#### [What the task asks]
The full data, repeated exactly, is the only answer needed.

#### [Records from a data source]
---
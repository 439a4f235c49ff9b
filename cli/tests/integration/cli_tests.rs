//! Integration tests for the CLI surface: help, version, validate, config errors.

#![allow(clippy::expect_used)]

use assert_cmd::Command;
use predicates::prelude::*;
use tempfile::TempDir;

pub fn shipa_action() -> Command {
    let mut cmd = Command::new(assert_cmd::cargo::cargo_bin!("shipa-action"));
    cmd.env("NO_COLOR", "1")
        .env_remove("SHIPA_HOST")
        .env_remove("SHIPA_TOKEN")
        .env_remove("SHIPA_DEBUG")
        .env_remove("SHIPA_TIMEOUT_SECS")
        .env_remove("SHIPA_MANIFEST")
        .env_remove("RUST_LOG");
    cmd
}

fn write_manifest(dir: &TempDir, content: &str) -> String {
    let path = dir.path().join("shipa.yaml");
    std::fs::write(&path, content).expect("write manifest");
    path.display().to_string()
}

// --- Help and version tests ---

#[test]
fn test_cli_no_args_requires_subcommand() {
    shipa_action()
        .assert()
        .code(2)
        .stderr(predicate::str::contains("requires a subcommand"));
}

#[test]
fn test_numeric_env_flags_are_accepted() {
    shipa_action()
        .env("SHIPA_DEBUG", "1")
        .arg("version")
        .assert()
        .success()
        .stdout(predicate::str::contains("shipa-action 0.1.0"));
}

#[test]
fn test_falsey_no_color_is_accepted() {
    shipa_action()
        .env("NO_COLOR", "0")
        .env("SHIPA_DEBUG", "false")
        .arg("version")
        .assert()
        .success();
}

#[test]
fn test_cli_help_lists_commands() {
    shipa_action()
        .arg("--help")
        .assert()
        .success()
        .stdout(predicate::str::contains("apply"))
        .stdout(predicate::str::contains("validate"))
        .stdout(predicate::str::contains("version"));
}

#[test]
fn test_version_command_shows_version() {
    shipa_action()
        .arg("version")
        .assert()
        .success()
        .stdout(predicate::str::contains("shipa-action 0.1.0"));
}

#[test]
fn test_version_command_json_outputs_valid_json() {
    shipa_action()
        .args(["version", "--json"])
        .assert()
        .success()
        .stdout(predicate::str::contains(r#""version": "0.1.0""#));
}

// --- validate ---

#[test]
fn test_validate_lists_sections() {
    let dir = TempDir::new().expect("tempdir");
    let manifest = write_manifest(
        &dir,
        "app:\n  name: billing\n  framework: dev\njob:\n  name: nightly\n",
    );
    shipa_action()
        .args(["validate", &manifest])
        .assert()
        .success()
        .stdout(predicate::str::contains("Manifest is valid"))
        .stdout(predicate::str::contains("app"))
        .stdout(predicate::str::contains("job"));
}

#[test]
fn test_validate_json_reports_sections() {
    let dir = TempDir::new().expect("tempdir");
    let manifest = write_manifest(&dir, "framework:\n  name: dev\n");
    let output = shipa_action()
        .args(["validate", "--json", &manifest])
        .output()
        .expect("run");
    assert!(output.status.success());
    let value: serde_json::Value = serde_json::from_slice(&output.stdout).expect("json");
    assert_eq!(value["valid"], true);
    assert_eq!(value["sections"], serde_json::json!(["framework"]));
}

#[test]
fn test_validate_missing_field_fails() {
    let dir = TempDir::new().expect("tempdir");
    let manifest = write_manifest(&dir, "app-deploy:\n  app: billing\n");
    shipa_action()
        .args(["validate", &manifest])
        .assert()
        .code(1)
        .stderr(predicate::str::contains("app-deploy: 'image' is required"));
}

#[test]
fn test_validate_without_manifest_fails() {
    shipa_action()
        .arg("validate")
        .assert()
        .code(1)
        .stderr(predicate::str::contains("no manifest given"));
}

// --- apply configuration errors ---

#[test]
fn test_apply_without_host_fails() {
    let dir = TempDir::new().expect("tempdir");
    let manifest = write_manifest(&dir, "framework:\n  name: dev\n");
    shipa_action()
        .env("SHIPA_TOKEN", "t")
        .args(["apply", &manifest])
        .assert()
        .code(1)
        .stderr(predicate::str::contains("SHIPA_HOST env not set"));
}

#[test]
fn test_apply_without_token_fails_as_json() {
    let dir = TempDir::new().expect("tempdir");
    let manifest = write_manifest(&dir, "framework:\n  name: dev\n");
    let output = shipa_action()
        .env("SHIPA_HOST", "http://127.0.0.1:9")
        .args(["apply", "--json", &manifest])
        .output()
        .expect("run");
    assert_eq!(output.status.code(), Some(1));
    let value: serde_json::Value = serde_json::from_slice(&output.stdout).expect("json");
    assert_eq!(value["error"], true);
    assert_eq!(value["code"], "config");
    assert_eq!(value["message"], "SHIPA_TOKEN env not set");
}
---
#### [Solution to this task]
repository 439a4f235c49ff9b
filename cli/tests/integration/cli_tests.rs
//! Integration tests for the CLI surface: help, version, validate, config errors.

#![allow(clippy::expect_used)]

use assert_cmd::Command;
use predicates::prelude::*;
use tempfile::TempDir;

pub fn shipa_action() -> Command {
    let mut cmd = Command::new(assert_cmd::cargo::cargo_bin!("shipa-action"));
    cmd.env("NO_COLOR", "1")
        .env_remove("SHIPA_HOST")
        .env_remove("SHIPA_TOKEN")
        .env_remove("SHIPA_DEBUG")
        .env_remove("SHIPA_TIMEOUT_SECS")
        .env_remove("SHIPA_MANIFEST")
        .env_remove("RUST_LOG");
    cmd
}

fn write_manifest(dir: &TempDir, content: &str) -> String {
    let path = dir.path().join("shipa.yaml");
    std::fs::write(&path, content).expect("write manifest");
    path.display().to_string()
}

// --- Help and version tests ---

#[test]
fn test_cli_no_args_requires_subcommand() {
    shipa_action()
        .assert()
        .code(2)
        .stderr(predicate::str::contains("requires a subcommand"));
}

#[test]
fn test_numeric_env_flags_are_accepted() {
    shipa_action()
        .env("SHIPA_DEBUG", "1")
        .arg("version")
        .assert()
        .success()
        .stdout(predicate::str::contains("shipa-action 0.1.0"));
}

#[test]
fn test_falsey_no_color_is_accepted() {
    shipa_action()
        .env("NO_COLOR", "0")
        .env("SHIPA_DEBUG", "false")
        .arg("version")
        .assert()
        .success();
}

#[test]
fn test_cli_help_lists_commands() {
    shipa_action()
        .arg("--help")
        .assert()
        .success()
        .stdout(predicate::str::contains("apply"))
        .stdout(predicate::str::contains("validate"))
        .stdout(predicate::str::contains("version"));
}

#[test]
fn test_version_command_shows_version() {
    shipa_action()
        .arg("version")
        .assert()
        .success()
        .stdout(predicate::str::contains("shipa-action 0.1.0"));
}

#[test]
fn test_version_command_json_outputs_valid_json() {
    shipa_action()
        .args(["version", "--json"])
        .assert()
        .success()
        .stdout(predicate::str::contains(r#""version": "0.1.0""#));
}

// --- validate ---

#[test]
fn test_validate_lists_sections() {
    let dir = TempDir::new().expect("tempdir");
    let manifest = write_manifest(
        &dir,
        "app:\n  name: billing\n  framework: dev\njob:\n  name: nightly\n",
    );
    shipa_action()
        .args(["validate", &manifest])
        .assert()
        .success()
        .stdout(predicate::str::contains("Manifest is valid"))
        .stdout(predicate::str::contains("app"))
        .stdout(predicate::str::contains("job"));
}

#[test]
fn test_validate_json_reports_sections() {
    let dir = TempDir::new().expect("tempdir");
    let manifest = write_manifest(&dir, "framework:\n  name: dev\n");
    let output = shipa_action()
        .args(["validate", "--json", &manifest])
        .output()
        .expect("run");
    assert!(output.status.success());
    let value: serde_json::Value = serde_json::from_slice(&output.stdout).expect("json");
    assert_eq!(value["valid"], true);
    assert_eq!(value["sections"], serde_json::json!(["framework"]));
}

#[test]
fn test_validate_missing_field_fails() {
    let dir = TempDir::new().expect("tempdir");
    let manifest = write_manifest(&dir, "app-deploy:\n  app: billing\n");
    shipa_action()
        .args(["validate", &manifest])
        .assert()
        .code(1)
        .stderr(predicate::str::contains("app-deploy: 'image' is required"));
}

#[test]
fn test_validate_without_manifest_fails() {
    shipa_action()
        .arg("validate")
        .assert()
        .code(1)
        .stderr(predicate::str::contains("no manifest given"));
}

// --- apply configuration errors ---

#[test]
fn test_apply_without_host_fails() {
    let dir = TempDir::new().expect("tempdir");
    let manifest = write_manifest(&dir, "framework:\n  name: dev\n");
    shipa_action()
        .env("SHIPA_TOKEN", "t")
        .args(["apply", &manifest])
        .assert()
        .code(1)
        .stderr(predicate::str::contains("SHIPA_HOST env not set"));
}

#[test]
fn test_apply_without_token_fails_as_json() {
    let dir = TempDir::new().expect("tempdir");
    let manifest = write_manifest(&dir, "framework:\n  name: dev\n");
    let output = shipa_action()
        .env("SHIPA_HOST", "http://127.0.0.1:9")
        .args(["apply", "--json", &manifest])
        .output()
        .expect("run");
    assert_eq!(output.status.code(), Some(1));
    let value: serde_json::Value = serde_json::from_slice(&output.stdout).expect("json");
    assert_eq!(value["error"], true);
    assert_eq!(value["code"], "config");
    assert_eq!(value["message"], "SHIPA_TOKEN env not set");
}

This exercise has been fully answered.